This essentially means that the system of admitting students into central universities – like the Delhi University (DU) – on the basis of board examination results alone will cease to exist from 2022-23.
A government official, speaking to The Indian Express, said that the UGC did not favour admission on the basis of board results due to ‘diversity’ in evaluation methods across boards.
An investigation in 2017 first revealed that there was an "unusual spike" in the number of students who scored 95 in the Central Board of Secondary Education (CBSE) exams. This spike was witnessed since 2008, and experts called this "bunching of marks." This means that even if a student had scored 93, the marks may be bunched to 95, eventually increasing their cut-off.

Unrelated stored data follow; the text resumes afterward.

//! User gesture gate
//!
//! Platforms with autoplay restrictions refuse to start audio until the user
//! has interacted with the application. The gate is a one-shot latch flipped by
//! the first qualifying input; listeners registered before that moment run
//! exactly once and are then dropped.

use std::sync::Mutex;
use std::sync::atomic::{AtomicBool, Ordering};

type GestureListener = Box<dyn FnOnce() + Send>;

/// One-shot latch for the first user gesture
#[derive(Default)]
pub struct GestureGate {
    open: AtomicBool,
    listeners: Mutex<Vec<GestureListener>>,
}

impl GestureGate {
    /// Create a closed gate
    pub fn new() -> Self {
        Self::default()
    }

    /// Whether a user gesture has been observed
    pub fn is_open(&self) -> bool {
        self.open.load(Ordering::SeqCst)
    }

    /// Record a user gesture
    ///
    /// Returns `true` only for the call that opened the gate. Pending listeners
    /// are removed and run once, outside the lock.
    pub fn trigger(&self) -> bool {
        if self.open.swap(true, Ordering::SeqCst) {
            return false;
        }

        let listeners = match self.listeners.lock() {
            Ok(mut listeners) => std::mem::take(&mut *listeners),
            Err(poisoned) => std::mem::take(&mut *poisoned.into_inner()),
        };
        tracing::debug!(listeners = listeners.len(), "first user gesture");
        for listener in listeners {
            listener();
        }
        true
    }

    /// Run `listener` on the first gesture, or right away if it already happened
    pub fn on_open(&self, listener: impl FnOnce() + Send + 'static) {
        if self.is_open() {
            listener();
            return;
        }

        let mut listeners = match self.listeners.lock() {
            Ok(listeners) => listeners,
            Err(poisoned) => poisoned.into_inner(),
        };
        // Re-check under the lock so a concurrent trigger can't strand the listener
        if self.is_open() {
            drop(listeners);
            listener();
        } else {
            listeners.push(Box::new(listener));
        }
    }

    /// Number of listeners still waiting for the first gesture
    pub fn pending_listeners(&self) -> usize {
        self.listeners.lock().map(|l| l.len()).unwrap_or(0)
    }
}
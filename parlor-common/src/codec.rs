//! Codec worker message protocol
//!
//! Codec workers run in their own execution units and only ever see these
//! messages. Sample and packet buffers are moved into a request and moved back
//! out in the response; neither side keeps a reference to a buffer it has sent.
//!
//! Request shapes:
//! ```text
//! encode<codec>  { target, buffer, channels, bitrate, position }
//! decode<codec>  { buffer | none, target, position }
//! reset          {}
//! ```
//!
//! Response shapes:
//! ```text
//! encoded        { target, buffer, byte_offset, byte_length, position }
//! encoder reset  { reset: true }
//! decoded        { target, buffer, channels, position }
//! decoder reset  { action: "reset" }
//! ```

use std::fmt;

use crate::voice::{Codec, VoiceTarget};

/// Which side of the pipeline a worker serves
#[derive(Debug, Clone, Copy, PartialEq, Eq, Hash)]
pub enum WorkerRole {
    /// Compresses outgoing microphone frames
    Encoder,
    /// Decompresses incoming packets for playback
    Decoder,
}

impl fmt::Display for WorkerRole {
    fn fmt(&self, f: &mut fmt::Formatter<'_>) -> fmt::Result {
        match self {
            WorkerRole::Encoder => write!(f, "encoder"),
            WorkerRole::Decoder => write!(f, "decoder"),
        }
    }
}

// =============================================================================
// Requests
// =============================================================================

/// Message posted to a codec worker
#[derive(Debug, Clone, PartialEq)]
pub enum CodecRequest {
    /// Compress one frame of PCM samples
    Encode {
        codec: Codec,
        target: VoiceTarget,
        buffer: Vec<f32>,
        channels: u16,
        bitrate: i32,
        position: u64,
    },
    /// Decompress one packet; `None` asks for packet loss concealment
    Decode {
        codec: Codec,
        buffer: Option<Vec<u8>>,
        target: VoiceTarget,
        position: u64,
    },
    /// Drop all codec state and acknowledge
    Reset,
}

impl CodecRequest {
    /// Action name as it appears on the wire (`encodeOpus`, `decodeCELT_Alpha`, `reset`)
    pub fn action(&self) -> String {
        match self {
            CodecRequest::Encode { codec, .. } => format!("encode{}", codec.wire_name()),
            CodecRequest::Decode { codec, .. } => format!("decode{}", codec.wire_name()),
            CodecRequest::Reset => "reset".to_string(),
        }
    }

    /// Whether this is the reset request of the recycle protocol
    pub fn is_reset(&self) -> bool {
        matches!(self, CodecRequest::Reset)
    }
}

// =============================================================================
// Responses
// =============================================================================

/// Message posted back by a codec worker
#[derive(Debug, Clone, PartialEq)]
pub enum CodecResponse {
    /// Compressed packet; the payload is `buffer[byte_offset..byte_offset + byte_length]`
    Encoded {
        target: VoiceTarget,
        buffer: Vec<u8>,
        byte_offset: usize,
        byte_length: usize,
        position: u64,
    },
    /// Encoder acknowledged a reset (`{reset: true}`)
    EncoderReset,
    /// Decoded PCM samples, interleaved when `channels > 1`
    Decoded {
        target: VoiceTarget,
        buffer: Vec<f32>,
        channels: u16,
        position: u64,
    },
    /// Decoder acknowledged a reset (`{action: "reset"}`)
    DecoderReset,
}

/// Why a response could not be accepted
#[derive(Debug, Clone, PartialEq, Eq)]
pub enum ResponseShapeError {
    /// The encoded payload range lies outside the returned buffer
    PayloadOutOfBounds { offset: usize, length: usize, buffer: usize },
    /// Decoded samples claim zero channels or do not divide into whole frames
    BadChannelLayout { channels: u16, samples: usize },
    /// A response of the wrong role arrived (e.g. `decoded` from an encoder)
    WrongRole { expected: WorkerRole },
}

impl fmt::Display for ResponseShapeError {
    fn fmt(&self, f: &mut fmt::Formatter<'_>) -> fmt::Result {
        match self {
            ResponseShapeError::PayloadOutOfBounds {
                offset,
                length,
                buffer,
            } => write!(
                f,
                "encoded payload of {} bytes at offset {} outside buffer of {} bytes",
                length, offset, buffer
            ),
            ResponseShapeError::BadChannelLayout { channels, samples } => write!(
                f,
                "{} decoded samples cannot be split into {} channels",
                samples, channels
            ),
            ResponseShapeError::WrongRole { expected } => {
                write!(f, "unexpected response for an {} worker", expected)
            }
        }
    }
}

impl std::error::Error for ResponseShapeError {}

impl CodecResponse {
    /// Role of the worker that produced this response
    pub fn role(&self) -> WorkerRole {
        match self {
            CodecResponse::Encoded { .. } | CodecResponse::EncoderReset => WorkerRole::Encoder,
            CodecResponse::Decoded { .. } | CodecResponse::DecoderReset => WorkerRole::Decoder,
        }
    }

    /// Whether this acknowledges a reset request
    pub fn is_reset_ack(&self) -> bool {
        matches!(
            self,
            CodecResponse::EncoderReset | CodecResponse::DecoderReset
        )
    }

    /// The reset acknowledgment a worker of `role` answers with
    pub fn reset_ack(role: WorkerRole) -> Self {
        match role {
            WorkerRole::Encoder => CodecResponse::EncoderReset,
            WorkerRole::Decoder => CodecResponse::DecoderReset,
        }
    }

    /// Check that the response is well formed and comes from a worker of `expected` role
    pub fn validate(&self, expected: WorkerRole) -> Result<(), ResponseShapeError> {
        if self.role() != expected {
            return Err(ResponseShapeError::WrongRole { expected });
        }

        match self {
            CodecResponse::Encoded {
                buffer,
                byte_offset,
                byte_length,
                ..
            } => {
                let in_bounds = byte_offset
                    .checked_add(*byte_length)
                    .is_some_and(|end| end <= buffer.len());
                if !in_bounds {
                    return Err(ResponseShapeError::PayloadOutOfBounds {
                        offset: *byte_offset,
                        length: *byte_length,
                        buffer: buffer.len(),
                    });
                }
            }
            CodecResponse::Decoded {
                buffer, channels, ..
            } => {
                if *channels == 0 || buffer.len() % *channels as usize != 0 {
                    return Err(ResponseShapeError::BadChannelLayout {
                        channels: *channels,
                        samples: buffer.len(),
                    });
                }
            }
            CodecResponse::EncoderReset | CodecResponse::DecoderReset => {}
        }

        Ok(())
    }
}

// =============================================================================
// Tests
// =============================================================================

The then Union Human Resource Development (HRD) Minister Prakash Javadekar had announced later in 2017 that 32 school education boards, including the CBSE and state boards, had taken a joint decision to stop the practice of unfairly increasing students’ marks in order to show higher-scoring results.
But it did not stop there.
A series of investigative reports by The Quint in 2017, 2018, and 2019 has repeatedly demonstrated that the CBSE continued to unfairly and unequally tamper the Class 12 board marks of its students.

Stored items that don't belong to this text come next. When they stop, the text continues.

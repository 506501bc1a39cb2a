//! Test doubles shared by the voice unit tests

use std::collections::HashSet;
use std::sync::atomic::{AtomicBool, AtomicUsize, Ordering};
use std::sync::{Arc, Mutex};

use async_trait::async_trait;
use parlor_common::codec::WorkerRole;
use parlor_common::voice::{AudioFrame, Codec, FRAME_LEN, VoiceTarget};

use crate::error::VoiceError;

use super::codec::{CodecFactory, CodecTransform};
use super::inbound::PlaybackSink;
use super::transport::{OutboundPacket, OutboundStream, PacketSink, Transport};

/// Sample value the fake decoder fills concealed frames with
pub const PLC_MARKER: f32 = -1.0;

// =============================================================================
// Codec
// =============================================================================

/// Factory for deterministic fake codecs
///
/// Encoded packets are `[frames since creation, bitrate in kbps, 0xAA]`.
/// Decoding a packet yields a frame filled with its first byte; concealment
/// yields a frame of [`PLC_MARKER`].
#[derive(Default)]
pub struct FakeCodecFactory {
    created: AtomicUsize,
    live: Arc<AtomicUsize>,
    peak_live: Arc<AtomicUsize>,
    broken: Arc<AtomicBool>,
    panic_on_encode: Arc<AtomicBool>,
}

impl FakeCodecFactory {
    pub fn new() -> Arc<Self> {
        Arc::new(Self::default())
    }

    /// Codec instances created so far
    pub fn created(&self) -> usize {
        self.created.load(Ordering::SeqCst)
    }

    /// Most codec instances that existed at the same time
    pub fn peak_live(&self) -> usize {
        self.peak_live.load(Ordering::SeqCst)
    }

    /// Make codecs report zero channels, producing malformed responses
    pub fn set_broken(&self, broken: bool) {
        self.broken.store(broken, Ordering::SeqCst);
    }

    /// Make encoding panic, killing the worker thread
    pub fn set_panic_on_encode(&self, panic: bool) {
        self.panic_on_encode.store(panic, Ordering::SeqCst);
    }
}

impl CodecFactory for FakeCodecFactory {
    fn create(
        &self,
        _role: WorkerRole,
        _codec: Codec,
        channels: u16,
    ) -> Result<Box<dyn CodecTransform>, VoiceError> {
        self.created.fetch_add(1, Ordering::SeqCst);
        let live = self.live.fetch_add(1, Ordering::SeqCst) + 1;
        self.peak_live.fetch_max(live, Ordering::SeqCst);
        Ok(Box::new(FakeCodec {
            frames: 0,
            channels,
            live: self.live.clone(),
            broken: self.broken.clone(),
            panic_on_encode: self.panic_on_encode.clone(),
        }))
    }
}

struct FakeCodec {
    frames: u64,
    channels: u16,
    live: Arc<AtomicUsize>,
    broken: Arc<AtomicBool>,
    panic_on_encode: Arc<AtomicBool>,
}

impl CodecTransform for FakeCodec {
    fn encode(&mut self, _samples: &[f32], bitrate: i32) -> Result<Vec<u8>, VoiceError> {
        if self.panic_on_encode.load(Ordering::SeqCst) {
            panic!("fake encoder crashed");
        }
        let packet = vec![self.frames as u8, (bitrate / 1000) as u8, 0xAA];
        self.frames += 1;
        Ok(packet)
    }

    fn decode(&mut self, packet: Option<&[u8]>) -> Result<Vec<f32>, VoiceError> {
        self.frames += 1;
        let value = match packet {
            Some(bytes) => bytes.first().copied().map(f32::from).unwrap_or(0.0),
            None => PLC_MARKER,
        };
        Ok(vec![value; FRAME_LEN * self.channels.max(1) as usize])
    }

    fn channels(&self) -> u16 {
        if self.broken.load(Ordering::SeqCst) {
            0
        } else {
            self.channels
        }
    }
}

impl Drop for FakeCodec {
    fn drop(&mut self) {
        self.live.fetch_sub(1, Ordering::SeqCst);
    }
}

// =============================================================================
// Playback
// =============================================================================

/// Playback sink that records what it was asked to play
#[derive(Default)]
pub struct RecordingPlayback {
    queued: Mutex<Vec<(u32, Vec<f32>, u16)>>,
    removed: Mutex<Vec<u32>>,
    deafened: AtomicBool,
    muted: Mutex<HashSet<u32>>,
}

impl RecordingPlayback {
    /// First sample of every frame queued for `session`, in order
    pub fn first_samples(&self, session: u32) -> Vec<f32> {
        self.queued
            .lock()
            .unwrap()
            .iter()
            .filter(|(s, _, _)| *s == session)
            .filter_map(|(_, samples, _)| samples.first().copied())
            .collect()
    }

    pub fn removed(&self) -> Vec<u32> {
        self.removed.lock().unwrap().clone()
    }

    pub fn is_deafened(&self) -> bool {
        self.deafened.load(Ordering::SeqCst)
    }

    pub fn is_muted(&self, session: u32) -> bool {
        self.muted.lock().unwrap().contains(&session)
    }
}

impl PlaybackSink for RecordingPlayback {
    fn queue_audio(&self, session: u32, samples: &[f32], channels: u16) {
        self.queued
            .lock()
            .unwrap()
            .push((session, samples.to_vec(), channels));
    }

    fn remove(&self, session: u32) {
        self.removed.lock().unwrap().push(session);
    }

    fn set_deafened(&self, deafened: bool) {
        self.deafened.store(deafened, Ordering::SeqCst);
    }

    fn set_session_muted(&self, session: u32, muted: bool) {
        let mut set = self.muted.lock().unwrap();
        if muted {
            set.insert(session);
        } else {
            set.remove(&session);
        }
    }
}

// =============================================================================
// Transport
// =============================================================================

#[derive(Default)]
struct TransportLog {
    opened: Mutex<Vec<VoiceTarget>>,
    frames: Mutex<Vec<AudioFrame>>,
    ended: AtomicUsize,
    fail_open: AtomicBool,
}

/// Transport that records every stream opened on it
#[derive(Default, Clone)]
pub struct RecordingTransport {
    log: Arc<TransportLog>,
}

impl RecordingTransport {
    pub fn new() -> Self {
        Self::default()
    }

    /// Targets of every opened stream
    pub fn opened(&self) -> Vec<VoiceTarget> {
        self.log.opened.lock().unwrap().clone()
    }

    /// Every frame written, over all streams
    pub fn frames(&self) -> Vec<AudioFrame> {
        self.log.frames.lock().unwrap().clone()
    }

    /// Streams that were ended
    pub fn ended(&self) -> usize {
        self.log.ended.load(Ordering::SeqCst)
    }

    pub fn set_fail_open(&self, fail: bool) {
        self.log.fail_open.store(fail, Ordering::SeqCst);
    }
}

#[async_trait]
impl Transport for RecordingTransport {
    async fn open_voice_stream(
        &self,
        target: VoiceTarget,
    ) -> Result<Box<dyn OutboundStream>, VoiceError> {
        if self.log.fail_open.load(Ordering::SeqCst) {
            return Err(VoiceError::Device("transport unavailable".into()));
        }
        self.log.opened.lock().unwrap().push(target);
        Ok(Box::new(RecordingStream {
            target,
            log: self.log.clone(),
            ended: false,
        }))
    }
}

struct RecordingStream {
    target: VoiceTarget,
    log: Arc<TransportLog>,
    ended: bool,
}

#[async_trait]
impl OutboundStream for RecordingStream {
    fn target(&self) -> VoiceTarget {
        self.target
    }

    fn write(&mut self, frame: AudioFrame) -> Result<(), VoiceError> {
        if self.ended {
            return Err(VoiceError::Closed("recording stream"));
        }
        self.log.frames.lock().unwrap().push(frame);
        Ok(())
    }

    async fn end(&mut self) -> Result<(), VoiceError> {
        if !self.ended {
            self.ended = true;
            self.log.ended.fetch_add(1, Ordering::SeqCst);
        }
        Ok(())
    }
}

// =============================================================================
// Packet Sink
// =============================================================================

/// Packet sink that keeps everything it is given
#[derive(Default)]
pub struct RecordingPacketSink {
    packets: Mutex<Vec<OutboundPacket>>,
    ended: Mutex<Vec<VoiceTarget>>,
}

impl RecordingPacketSink {
    pub fn new() -> Arc<Self> {
        Arc::new(Self::default())
    }

    pub fn packets(&self) -> Vec<OutboundPacket> {
        self.packets.lock().unwrap().clone()
    }

    pub fn ended(&self) -> Vec<VoiceTarget> {
        self.ended.lock().unwrap().clone()
    }
}

impl PacketSink for RecordingPacketSink {
    fn send_packet(&self, packet: OutboundPacket) -> Result<(), VoiceError> {
        self.packets.lock().unwrap().push(packet);
        Ok(())
    }

    fn end_transmission(&self, target: VoiceTarget) -> Result<(), VoiceError> {
        self.ended.lock().unwrap().push(target);
        Ok(())
    }
}
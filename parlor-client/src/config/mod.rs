//! Voice pipeline configuration
//!
//! Settings are plain serde structs with per-field defaults so partial JSON
//! documents deserialize cleanly. Loading and saving them is left to the host
//! application.

pub mod audio;

pub use audio::{
    ActivationMode, AudioSettings, DeviceContextConfig, LatencyHint, PttMode, RetrySettings,
};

This meant that there was an absence of a level playing field even among the CBSE students. But further investigation by The Quint showed that there were starker differences among state boards if one compares marks of toppers from different boards.

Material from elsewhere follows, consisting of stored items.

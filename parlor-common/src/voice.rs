//! Voice audio constants and frame types
//!
//! Everything that crosses a stage boundary in the voice pipeline (capture,
//! activation, codec workers, transport) is expressed in terms of the types in
//! this module. Frames are always exactly one 20ms block of mono audio.

use std::fmt;

use serde::{Deserialize, Serialize};

/// Sample rate for voice audio (48kHz, required by Opus)
pub const VOICE_SAMPLE_RATE: u32 = 48000;

/// Frame duration in milliseconds (20ms is standard for voice)
pub const VOICE_FRAME_DURATION_MS: u32 = 20;

/// Number of samples per frame at 48kHz with 20ms frames
pub const VOICE_SAMPLES_PER_FRAME: u32 = VOICE_SAMPLE_RATE * VOICE_FRAME_DURATION_MS / 1000;

/// Number of audio channels (mono)
pub const VOICE_CHANNELS: u16 = 1;

/// Frame length as a `usize` for buffer arithmetic
pub const FRAME_LEN: usize = VOICE_SAMPLES_PER_FRAME as usize;

// =============================================================================
// Voice Quality
// =============================================================================

/// Voice quality presets (Opus bitrate in bits per second)
#[derive(Debug, Clone, Copy, PartialEq, Eq, Serialize, Deserialize, Default)]
pub enum VoiceQuality {
    /// Low quality: 16 kbps - minimal bandwidth usage
    Low = 16000,
    /// Medium quality: 32 kbps - good balance
    Medium = 32000,
    /// High quality: 64 kbps - recommended default
    #[default]
    High = 64000,
    /// Very high quality: 96 kbps - best quality
    VeryHigh = 96000,
}

impl VoiceQuality {
    /// Get the bitrate in bits per second
    pub fn bitrate(self) -> i32 {
        self as i32
    }

    /// Get all quality levels
    pub fn all() -> &'static [VoiceQuality] {
        &[
            VoiceQuality::Low,
            VoiceQuality::Medium,
            VoiceQuality::High,
            VoiceQuality::VeryHigh,
        ]
    }
}

// =============================================================================
// Voice Target
// =============================================================================

/// Who a frame of outgoing audio is addressed to
#[derive(Debug, Clone, Copy, PartialEq, Eq, Hash, Serialize, Deserialize, Default)]
#[serde(rename_all = "lowercase")]
pub enum VoiceTarget {
    /// Regular talking in the current channel
    #[default]
    Normal,
    /// Shout to linked channels
    Shout,
    /// Whisper to a preconfigured set of users or channels
    Whisper,
}

impl fmt::Display for VoiceTarget {
    fn fmt(&self, f: &mut fmt::Formatter<'_>) -> fmt::Result {
        match self {
            VoiceTarget::Normal => write!(f, "normal"),
            VoiceTarget::Shout => write!(f, "shout"),
            VoiceTarget::Whisper => write!(f, "whisper"),
        }
    }
}

// =============================================================================
// Codec
// =============================================================================

/// Codec a stream is compressed with
#[derive(Debug, Clone, Copy, PartialEq, Eq, Hash, Serialize, Deserialize, Default)]
pub enum Codec {
    /// Opus (the only codec negotiated by current servers)
    #[default]
    Opus,
    /// Legacy CELT 0.7 bitstream
    #[serde(rename = "CELT_Alpha")]
    CeltAlpha,
}

impl Codec {
    /// Name used as the suffix of worker actions (e.g. `encodeOpus`)
    pub fn wire_name(self) -> &'static str {
        match self {
            Codec::Opus => "Opus",
            Codec::CeltAlpha => "CELT_Alpha",
        }
    }
}

// =============================================================================
// Audio Frame
// =============================================================================

/// Returned when a buffer of the wrong length is turned into a frame
#[derive(Debug, Clone, Copy, PartialEq, Eq)]
pub struct FrameSizeError {
    /// Number of samples the buffer actually held
    pub got: usize,
}

impl fmt::Display for FrameSizeError {
    fn fmt(&self, f: &mut fmt::Formatter<'_>) -> fmt::Result {
        write!(f, "expected {} samples per frame, got {}", FRAME_LEN, self.got)
    }
}

impl std::error::Error for FrameSizeError {}

/// One 20ms block of mono audio
///
/// The sample buffer is private so a frame can never hold anything other than
/// [`FRAME_LEN`] samples. Frames are never partial on the wire.
#[derive(Debug, Clone, PartialEq)]
pub struct AudioFrame {
    samples: Vec<f32>,
    /// Who the frame is addressed to
    pub target: VoiceTarget,
    /// Monotonic frame sequence number within the capture stream
    pub position: u64,
}

impl AudioFrame {
    /// Create a frame from exactly [`FRAME_LEN`] samples
    pub fn new(
        samples: Vec<f32>,
        target: VoiceTarget,
        position: u64,
    ) -> Result<Self, FrameSizeError> {
        if samples.len() != FRAME_LEN {
            return Err(FrameSizeError { got: samples.len() });
        }
        Ok(Self {
            samples,
            target,
            position,
        })
    }

    /// A frame of digital silence
    pub fn silence(target: VoiceTarget, position: u64) -> Self {
        Self {
            samples: vec![0.0; FRAME_LEN],
            target,
            position,
        }
    }

    /// Borrow the samples
    pub fn samples(&self) -> &[f32] {
        &self.samples
    }

    /// Give up the sample buffer (used when transferring it to a codec worker)
    pub fn into_samples(self) -> Vec<f32> {
        self.samples
    }

    /// Return the same frame addressed to a different target
    pub fn with_target(mut self, target: VoiceTarget) -> Self {
        self.target = target;
        self
    }
}

// =============================================================================
// Tests
// =============================================================================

In 2019, The Quint had reported that students who topped the Assam Higher Secondary Boards scored 478 out of 500, which translated to 95.6 percent. However, their scores made it impossible for them to get admission to an Economics course at DU’s Shri Ram College of Commerce (SRCC), as even the second lists had a cut-off as high as 98.25 percent.
With the implementation of CUET across central universities, the UGC stresses that these disparities will reduce from the coming year.
But there is also another side: experts point out that those with privilege may get an advantage in cracking the tests.
“The universities can enrol candidates for the reserved seats on the basis of CUET scores. It will not impact the existing admission and reservation policy that are in accordance with the ordinances of the varsity,” UGC Chairperson Kumar had told earlier.
The skyrocketing college cut-offs based on class 12 board marks, which have become synonymous with the start of every academic session, could become a thing of the past; but only if we do not see similar sky-high scores in the CUET as well.